Le type de photo présenté au logiciel (gauche) et la localisation probable trouvée par celui-ci (droite). Pour la tour Eiffel, aucun doute possible, pour le paysage de crique, deux lieux possibles, pour la photo de plage, des dizaines d’origines possibles (Tobias Weyand et al., Google)

Google a encore frappé. Des chercheurs de son laboratoire Computer Vision & Machine Learning ont conçu un “réseau de neurones profond” qui reconnait sur des photos le lieu où elles ont été prises, qu’il s’agisse d’un paysage, d’une rue ou d’un monument. Ce n’est pas une reconnaissance à 100 %, loin de là, mais ses capacités dépassent celles des humains.

Déjà connue pour son aptitude à reconnaitre et catégoriser les images (visages, objets, etc.), cette technologie prouve encore une fois son excellence dans les tâches “cognitives” visuelles et illustre la mainmise des géants du net dans le domaine de l’Intelligence artificielle.

Une intelligence artificielle bio-inspirée…

Les réseaux de neurones artificiels dits “profonds“, car ils contiennent plusieurs couches de neurones, sont à la mode depuis le milieu des années 2000 surtout grâce à l’entrée des grandes firmes du Web comme Google et Facebook dans le domaine de recherche en IA.

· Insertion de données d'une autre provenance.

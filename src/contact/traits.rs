// Call-initiation seam - the one place a real telephony integration plugs in

use anyhow::Result;
use uuid::Uuid;

/// Handle to a placed call, returned by the initiator.
#[derive(Debug, Clone, PartialEq, Eq)]
pub struct CallHandle {
    pub call_id: String,
}

/// Places outbound calls. The core workflow only ever talks to this trait;
/// the shipped implementation fabricates a handle without touching audio.
pub trait CallInitiator {
    fn call(&self, phone: &str) -> Result<CallHandle>;
}

/// Default initiator: pretends the call was placed and returns a fresh id.
#[derive(Debug, Default, Clone, Copy)]
pub struct SimulatedCallInitiator;

impl CallInitiator for SimulatedCallInitiator {
    fn call(&self, phone: &str) -> Result<CallHandle> {
        let call_id = Uuid::new_v4().to_string();
        tracing::debug!(phone = %phone, call_id = %call_id, "simulated call placed");
        Ok(CallHandle { call_id })
    }
}

#[cfg(test)]
mod tests {
    use super::*;

    #[test]
    fn simulated_initiator_returns_unique_handles() {
        let initiator = SimulatedCallInitiator;
        let a = initiator.call("(312) 555-0100").unwrap();
        let b = initiator.call("(312) 555-0100").unwrap();
        assert_ne!(a.call_id, b.call_id);
    }
}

Inspirés du fonctionnement du cortex visuel des animaux, ces algorithmes nous épatent déjà par leur capacité à reconnaitre les visages ou les scènes, ou encore a créer des “concepts” visuels abstraits représentant de grandes catégories comme celle des “chats”, des “humains”, des “chaises”, etc.

… qui apprend à reconnaitre le monde

Leur secret : ils réussissent à “filtrer”, de couche en couche, les occurrences visuelles les plus significatives d’une image, ce grâce à une phase d’apprentissage préalable surveillé par un opérateur, qui leur sert de base de repère.

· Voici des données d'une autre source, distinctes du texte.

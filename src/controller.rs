use std::sync::Arc;
use std::time::Duration;

use thiserror::Error;
use tracing::info;

use crate::config::MatchflowConfig;
use crate::contact::{CallInitiator, CallPhase, CallWorkflow, SimulatedCallInitiator};
use crate::hooks::{
    Notifier, NullHooks, NullNotifier, NullSoundPlayer, SessionHooks, SoundCue, SoundPlayer,
};
use crate::matching::{
    MatchSession, Matchable, ResultSource, SearchCriteria, SearchStatus, SessionTick,
    SubmitOutcome, ValidationError, CARRIER_SEARCH_MESSAGES, LOAD_SEARCH_MESSAGES,
};
use crate::modal::{ModalOrchestrator, ModalVisibility};

/// Timing and sizing knobs for one page-level controller.
#[derive(Debug, Clone)]
pub struct ControllerConfig {
    pub search_duration: Duration,
    pub settle_delay: Duration,
    pub pickup_delay: Duration,
    pub min_score: u8,
    pub max_results: usize,
    pub messages: &'static [&'static str],
}

impl Default for ControllerConfig {
    fn default() -> Self {
        Self::carrier()
    }
}

impl ControllerConfig {
    pub fn carrier() -> Self {
        Self {
            search_duration: Duration::from_secs(10),
            settle_delay: Duration::from_secs(1),
            pickup_delay: Duration::from_millis(1_500),
            min_score: 60,
            max_results: 5,
            messages: CARRIER_SEARCH_MESSAGES,
        }
    }

    pub fn load() -> Self {
        Self {
            messages: LOAD_SEARCH_MESSAGES,
            ..Self::carrier()
        }
    }

    /// Apply the timing knobs from the loaded application config.
    pub fn with_settings(mut self, cfg: &MatchflowConfig) -> Self {
        self.search_duration = Duration::from_millis(cfg.search.duration_ms);
        self.settle_delay = Duration::from_millis(cfg.search.settle_delay_ms);
        self.pickup_delay = Duration::from_millis(cfg.call.pickup_delay_ms);
        self.min_score = cfg.search.min_score;
        self.max_results = cfg.search.max_results;
        self
    }
}

#[derive(Debug, Error)]
pub enum ControlError {
    #[error(transparent)]
    InvalidCriteria(#[from] ValidationError),
    #[error("no match with id {0}")]
    UnknownEntity(String),
    #[error("match list is not open")]
    MatchListNotOpen,
    #[error("a call is already active")]
    CallAlreadyActive,
    #[error("no active call")]
    NoActiveCall,
    #[error("call initiation failed: {0}")]
    InitiationFailed(#[source] anyhow::Error),
}

/// Page-level composition of the search session, result store, call
/// workflow, and modal orchestrator for one role (carrier or load search).
///
/// The controller is the single tick source: every time-driven piece is
/// advanced from `tick`, so dropping the controller cancels everything at
/// once and no callback can fire against torn-down state.
pub struct MatchController<S: ResultSource> {
    session: MatchSession<S>,
    modal: ModalOrchestrator,
    call: Option<CallWorkflow>,
    hooks: Arc<dyn SessionHooks<S::Entity>>,
    notifier: Arc<dyn Notifier>,
    sounds: Arc<dyn SoundPlayer>,
    initiator: Box<dyn CallInitiator>,
    pickup_delay: Duration,
}

impl<S: ResultSource> MatchController<S> {
    pub fn new(source: S, cfg: ControllerConfig) -> Self {
        Self {
            session: MatchSession::new(
                source,
                cfg.search_duration,
                cfg.messages,
                cfg.min_score,
                cfg.max_results,
            ),
            modal: ModalOrchestrator::new(cfg.settle_delay),
            call: None,
            hooks: Arc::new(NullHooks),
            notifier: Arc::new(NullNotifier),
            sounds: Arc::new(NullSoundPlayer),
            initiator: Box::new(SimulatedCallInitiator),
            pickup_delay: cfg.pickup_delay,
        }
    }

    pub fn with_hooks(mut self, hooks: Arc<dyn SessionHooks<S::Entity>>) -> Self {
        self.hooks = hooks;
        self
    }

    pub fn with_notifier(mut self, notifier: Arc<dyn Notifier>) -> Self {
        self.notifier = notifier;
        self
    }

    pub fn with_sound_player(mut self, sounds: Arc<dyn SoundPlayer>) -> Self {
        self.sounds = sounds;
        self
    }

    pub fn with_initiator(mut self, initiator: Box<dyn CallInitiator>) -> Self {
        self.initiator = initiator;
        self
    }

    /// Validate and start a search. A search already in progress makes this
    /// a no-op rather than a competing session.
    pub fn submit_search(&mut self, criteria: SearchCriteria) -> Result<SubmitOutcome, ControlError> {
        let outcome = self.session.submit(criteria)?;
        if outcome == SubmitOutcome::Started {
            if let Some(criteria) = self.session.criteria() {
                self.hooks.on_search_start(criteria);
            }
            self.modal.search_started();
        }
        Ok(outcome)
    }

    /// Advance every time-driven piece by `dt`. This is the only suspension
    /// point in the whole subsystem.
    pub fn tick(&mut self, dt: Duration) {
        // Modal first: the settle countdown starts on the tick after the
        // completion tick, never on the completion tick itself.
        self.modal.tick(dt);

        if let Some(SessionTick::Completed { count }) = self.session.tick(dt) {
            self.hooks.on_search_complete(self.session.store().results());
            let lane = self
                .session
                .criteria()
                .map(SearchCriteria::lane)
                .unwrap_or_default();
            if count > 0 {
                self.notifier
                    .notify(&format!("Found {count} matches for {lane}"));
            } else {
                self.notifier.notify(&format!("No matches found for {lane}"));
            }
            self.modal.search_completed(count > 0);
        }

        if let Some(call) = self.call.as_mut() {
            if call.tick(dt) == Some(CallPhase::Connected) {
                self.sounds.play(SoundCue::Connected);
            }
        }
    }

    /// Start the call sub-flow for a match-list row: places the (simulated)
    /// call and swaps the match list for the call detail modal.
    pub fn open_call(&mut self, entity_id: &str) -> Result<(), ControlError> {
        if self.call.is_some() {
            return Err(ControlError::CallAlreadyActive);
        }
        if self.modal.visible() != ModalVisibility::MatchList {
            return Err(ControlError::MatchListNotOpen);
        }
        let entity = self
            .session
            .store()
            .get(entity_id)
            .ok_or_else(|| ControlError::UnknownEntity(entity_id.to_string()))?;
        let phone = entity.contact().phone.clone();

        let handle = self
            .initiator
            .call(&phone)
            .map_err(ControlError::InitiationFailed)?;
        self.sounds.play(SoundCue::Ring);
        self.call = Some(CallWorkflow::open(
            entity_id,
            &phone,
            self.pickup_delay,
            handle.call_id,
        ));
        self.modal.call_selected();
        Ok(())
    }

    pub fn append_note(&mut self, text: &str) -> Result<(), ControlError> {
        let call = self.call.as_mut().ok_or(ControlError::NoActiveCall)?;
        call.append_note(text);
        Ok(())
    }

    pub fn toggle_mute(&mut self) -> Result<bool, ControlError> {
        let call = self.call.as_mut().ok_or(ControlError::NoActiveCall)?;
        Ok(call.toggle_mute())
    }

    pub fn hang_up(&mut self) -> Result<(), ControlError> {
        let call = self.call.as_mut().ok_or(ControlError::NoActiveCall)?;
        call.hang_up();
        Ok(())
    }

    /// Close the call modal. Flushes captured notes to the host exactly
    /// once, marks the entity contacted if the call ever connected, and
    /// returns the view to the match list.
    pub fn close_call(&mut self, flush: bool) -> Result<(), ControlError> {
        let mut call = self.call.take().ok_or(ControlError::NoActiveCall)?;
        let connected = call.ever_connected();
        let entity_id = call.entity_id().to_string();

        if let Some(report) = call.close(flush) {
            self.hooks
                .on_save_call(&report.entity_id, &report.notes, report.duration_seconds);
        }
        if connected && self.session.store_mut().mark_contacted(&entity_id) {
            self.hooks.on_contacted_changed(&entity_id);
        }

        self.sounds.play(SoundCue::HangUp);
        self.modal.call_closed();
        info!(entity_id = %entity_id, "call modal closed");
        Ok(())
    }

    pub fn mark_contacted(&mut self, entity_id: &str) -> Result<(), ControlError> {
        if self.session.store().get(entity_id).is_none() {
            return Err(ControlError::UnknownEntity(entity_id.to_string()));
        }
        if self.session.store_mut().mark_contacted(entity_id) {
            self.hooks.on_contacted_changed(entity_id);
        }
        Ok(())
    }

    pub fn toggle_saved(&mut self, entity_id: &str) -> Result<bool, ControlError> {
        if self.session.store().get(entity_id).is_none() {
            return Err(ControlError::UnknownEntity(entity_id.to_string()));
        }
        let saved = self.session.store_mut().toggle_saved(entity_id);
        self.hooks.on_saved_toggled(entity_id, saved);
        Ok(saved)
    }

    pub fn close_match_list(&mut self) {
        self.modal.match_list_closed();
    }

    /// Reset everything: active search, results, flags, call, and modals.
    pub fn clear_matches(&mut self) {
        self.session.clear();
        self.call = None;
        self.modal.reset();
    }

    pub fn visible_modal(&self) -> ModalVisibility {
        self.modal.visible()
    }

    pub fn search_status(&self) -> SearchStatus {
        self.session.status()
    }

    pub fn progress_percent(&self) -> u8 {
        self.session.progress_percent()
    }

    pub fn progress_message(&self) -> &str {
        self.session.progress_message()
    }

    pub fn results(&self) -> &[S::Entity] {
        self.session.store().results()
    }

    pub fn is_contacted(&self, entity_id: &str) -> bool {
        self.session.store().is_contacted(entity_id)
    }

    pub fn is_saved(&self, entity_id: &str) -> bool {
        self.session.store().is_saved(entity_id)
    }

    pub fn active_call(&self) -> Option<&CallWorkflow> {
        self.call.as_ref()
    }
}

Ainsi, si l’on veut qu’ils sachent reconnaître des chats, il suffit de leur en faire voir des millions en leur indiquant qu’il s’agit d’un chat (apprentissage) : ils apprennent alors à reconnaître les similitudes entre ce qu’ils ont appris et l’image d’un chat qu’ils n’auraient pas vu précédemment. C’est de la statistique et du calcul de probabilités, mais sur un volume de données immense.

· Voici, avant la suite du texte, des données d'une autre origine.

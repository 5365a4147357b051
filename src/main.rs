use anyhow::Result;
use chrono::NaiveDate;
use clap::{Parser, Subcommand, ValueEnum};
use serde::Serialize;
use std::sync::Arc;
use std::time::Duration;

use matchflow::{
    config, create_search_span, generate_correlation_id, init_config, init_telemetry, CallPhase,
    ControllerConfig, MatchController, Matchable, MockCarrierSource, MockLoadSource, Notifier,
    ResultSource, SearchCriteria, SearchDriver, SessionHooks,
};

#[derive(Parser)]
#[command(name = "matchflow")]
#[command(about = "TMS carrier/load smart-matching session engine")]
#[command(long_about = "Matchflow simulates the smart-matching screens of a transportation \
                       management system: submit a lane search, watch the progress timeline, \
                       browse scored matches, and run the call workflow against a match. \
                       Get started with 'matchflow search'.")]
struct Cli {
    #[command(subcommand)]
    command: Option<Commands>,
}

#[derive(Debug, Clone, Copy, ValueEnum)]
enum Role {
    /// Broker searching for carriers
    Carrier,
    /// Carrier searching for loads
    Load,
}

impl Role {
    fn label(self) -> &'static str {
        match self {
            Role::Carrier => "carrier",
            Role::Load => "load",
        }
    }
}

#[derive(Subcommand)]
enum Commands {
    /// Run a simulated match search end to end, streaming progress
    Search {
        /// Which side of the match to search for
        #[arg(long, value_enum, default_value = "carrier")]
        role: Role,
        #[arg(long, help = "Origin city, e.g. 'Chicago, IL'")]
        origin: String,
        #[arg(long, help = "Destination city, e.g. 'New York, NY'")]
        destination: String,
        #[arg(long, help = "Equipment type, e.g. 'Dry Van'")]
        equipment: String,
        #[arg(long, help = "Minimum lane rate in whole dollars")]
        min_rate: Option<u32>,
        #[arg(long, help = "Pickup date, YYYY-MM-DD")]
        pickup_date: Option<String>,
        #[arg(long, help = "Load weight in pounds")]
        weight: Option<u32>,
        #[arg(long)]
        commodity: Option<String>,
        /// Print results as JSON instead of a table
        #[arg(long)]
        json: bool,
        /// Collapse the simulated delays (for scripting)
        #[arg(long)]
        fast: bool,
    },
    /// Demo the call workflow against the top match for a lane
    Call {
        #[arg(long, value_enum, default_value = "carrier")]
        role: Role,
        #[arg(long)]
        origin: String,
        #[arg(long)]
        destination: String,
        #[arg(long)]
        equipment: String,
        /// How many connected seconds to simulate
        #[arg(long, default_value = "5")]
        seconds: u64,
        /// Call notes to flush on close
        #[arg(long)]
        notes: Option<String>,
    },
}

fn main() -> Result<()> {
    let cli = Cli::parse();
    init_config()?;
    let observability = &config()?.observability;
    init_telemetry(&observability.log_level, observability.json_logs)?;

    match cli.command {
        None => {
            show_usage();
            Ok(())
        }
        Some(Commands::Search {
            role,
            origin,
            destination,
            equipment,
            min_rate,
            pickup_date,
            weight,
            commodity,
            json,
            fast,
        }) => {
            let criteria = build_criteria(
                &origin,
                &destination,
                &equipment,
                min_rate,
                pickup_date.as_deref(),
                weight,
                commodity,
            )?;
            tokio::runtime::Runtime::new()?
                .block_on(async { search_command(role, criteria, json, fast).await })
        }
        Some(Commands::Call {
            role,
            origin,
            destination,
            equipment,
            seconds,
            notes,
        }) => {
            let criteria = build_criteria(&origin, &destination, &equipment, None, None, None, None)?;
            tokio::runtime::Runtime::new()?
                .block_on(async { call_command(role, criteria, seconds, notes).await })
        }
    }
}

fn show_usage() {
    println!("matchflow - TMS smart-matching session engine");
    println!();
    println!("Try a search:");
    println!("  matchflow search --origin 'Chicago, IL' --destination 'New York, NY' --equipment 'Dry Van'");
    println!();
    println!("Or demo the call workflow:");
    println!("  matchflow call --origin 'Chicago, IL' --destination 'New York, NY' --equipment 'Dry Van' --notes 'rate confirmed'");
}

fn build_criteria(
    origin: &str,
    destination: &str,
    equipment: &str,
    min_rate: Option<u32>,
    pickup_date: Option<&str>,
    weight: Option<u32>,
    commodity: Option<String>,
) -> Result<SearchCriteria> {
    let mut criteria = SearchCriteria::new(origin, destination, equipment);
    criteria.min_rate = min_rate;
    criteria.pickup_date = pickup_date
        .map(|d| NaiveDate::parse_from_str(d, "%Y-%m-%d"))
        .transpose()?;
    criteria.weight_lbs = weight;
    criteria.commodity = commodity;
    Ok(criteria)
}

/// Toasts printed the way the host page would surface them.
struct ConsoleNotifier;

impl Notifier for ConsoleNotifier {
    fn notify(&self, message: &str) {
        println!("🔔 {message}");
    }
}

/// Host callbacks printed to the console.
struct ConsoleHooks;

impl<E: Matchable> SessionHooks<E> for ConsoleHooks {
    fn on_save_call(&self, entity_id: &str, notes: &str, duration_seconds: u64) {
        if notes.is_empty() {
            println!("💾 Call with {entity_id} logged ({duration_seconds}s)");
        } else {
            println!("💾 Call with {entity_id} logged ({duration_seconds}s): {notes}");
        }
    }

    fn on_contacted_changed(&self, entity_id: &str) {
        println!("📇 Marked {entity_id} as contacted");
    }
}

fn controller_config(role: Role, fast: bool) -> Result<(ControllerConfig, Duration)> {
    let settings = config()?;
    let mut cfg = match role {
        Role::Carrier => ControllerConfig::carrier(),
        Role::Load => ControllerConfig::load(),
    }
    .with_settings(settings);
    let mut tick = Duration::from_millis(settings.search.tick_interval_ms);

    if fast {
        cfg.search_duration = Duration::from_millis(500);
        cfg.settle_delay = Duration::ZERO;
        tick = Duration::from_millis(50);
    }
    Ok((cfg, tick))
}

async fn search_command(role: Role, criteria: SearchCriteria, json: bool, fast: bool) -> Result<()> {
    let (cfg, tick) = controller_config(role, fast)?;
    match role {
        Role::Carrier => {
            run_search(MatchController::new(MockCarrierSource, cfg), role, criteria, tick, json)
                .await
        }
        Role::Load => {
            run_search(MatchController::new(MockLoadSource, cfg), role, criteria, tick, json).await
        }
    }
}

async fn run_search<S>(
    controller: MatchController<S>,
    role: Role,
    criteria: SearchCriteria,
    tick: Duration,
    json: bool,
) -> Result<()>
where
    S: ResultSource,
    S::Entity: Serialize,
{
    let correlation_id = generate_correlation_id();
    let span = create_search_span(role.label(), &criteria.lane(), &correlation_id);
    let _enter = span.enter();

    let mut controller = controller
        .with_notifier(Arc::new(ConsoleNotifier))
        .with_hooks(Arc::new(ConsoleHooks));

    println!("🔍 Searching {} ({})...", criteria.lane(), criteria.equipment_type);
    controller.submit_search(criteria)?;

    let count = SearchDriver::new(tick)
        .drive(&mut controller, |percent, message| {
            println!("[{percent:>3}%] {message}");
        })
        .await?;

    if json {
        println!("{}", serde_json::to_string_pretty(controller.results())?);
    } else {
        println!();
        for entity in controller.results() {
            println!("  {}", entity.summary());
        }
        println!();
        println!("{count} match(es)");
    }
    Ok(())
}

async fn call_command(
    role: Role,
    criteria: SearchCriteria,
    seconds: u64,
    notes: Option<String>,
) -> Result<()> {
    let (mut cfg, _) = controller_config(role, true)?;
    cfg.settle_delay = Duration::ZERO;
    match role {
        Role::Carrier => {
            run_call(MatchController::new(MockCarrierSource, cfg), criteria, seconds, notes).await
        }
        Role::Load => {
            run_call(MatchController::new(MockLoadSource, cfg), criteria, seconds, notes).await
        }
    }
}

async fn run_call<S>(
    controller: MatchController<S>,
    criteria: SearchCriteria,
    seconds: u64,
    notes: Option<String>,
) -> Result<()>
where
    S: ResultSource,
{
    let mut controller = controller.with_hooks(Arc::new(ConsoleHooks));
    controller.submit_search(criteria)?;
    SearchDriver::new(Duration::from_millis(50))
        .drive(&mut controller, |_, _| {})
        .await?;

    let Some(top) = controller.results().first() else {
        println!("No matches to call.");
        return Ok(());
    };
    let entity_id = top.id().to_string();
    println!("📞 Dialing: {}", top.summary());
    controller.open_call(&entity_id)?;

    let tick = Duration::from_millis(250);
    let mut interval = tokio::time::interval(tick);
    interval.tick().await;
    let mut announced = false;
    loop {
        interval.tick().await;
        controller.tick(tick);
        let Some(call) = controller.active_call() else {
            break;
        };
        if !announced && call.phase() == CallPhase::Connected {
            println!("✅ Connected");
            announced = true;
        }
        if call.elapsed_seconds() >= seconds {
            break;
        }
    }

    if let Some(text) = notes {
        controller.append_note(&text)?;
    }
    controller.close_call(false)?;
    Ok(())
}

La phase d’apprentissage : 91 millions de photos

Dans la cas présent, durant sa phase d’apprentissage l’algorithme des chercheurs – nommé PlaNet – a vu défiler quelque 91 millions d’images de différents lieux de la Terre (photos de rues, d’immeubles, de paysages, etc.) contenues dans différentes bases de données du Web.

Quelques paysages soumis au logiciel. En jaune, leur localisation réelle, en vert la localisation supposée donnée par des humains, en bleu la localisation calculée par le logiciel ()

Quelques paysages soumis au logiciel. En jaune, leur localisation réelle, en vert la localisation supposée donnée par des humains, en bleu la localisation calculée par le logiciel (Tobias Weyand et al., Google)

Bien sûr, ces images étaient accompagnées des informations de localisation afin que le réseau associe les traits communs entre plusieurs images à une localisation unique – par exemple, des images des toits de Paris ont des caractéristiques communes que le logiciel “extrait” par filtrage et associe à la localisation de Paris.

Les résultats des tests

Puis les chercheurs ont testé sur 34 millions d’images non utilisées pour l’apprentissage la capacité du logiciel à les “rapprocher” statistiquement de ce qu’il avait appris, en le corrigeant quand il se trompait.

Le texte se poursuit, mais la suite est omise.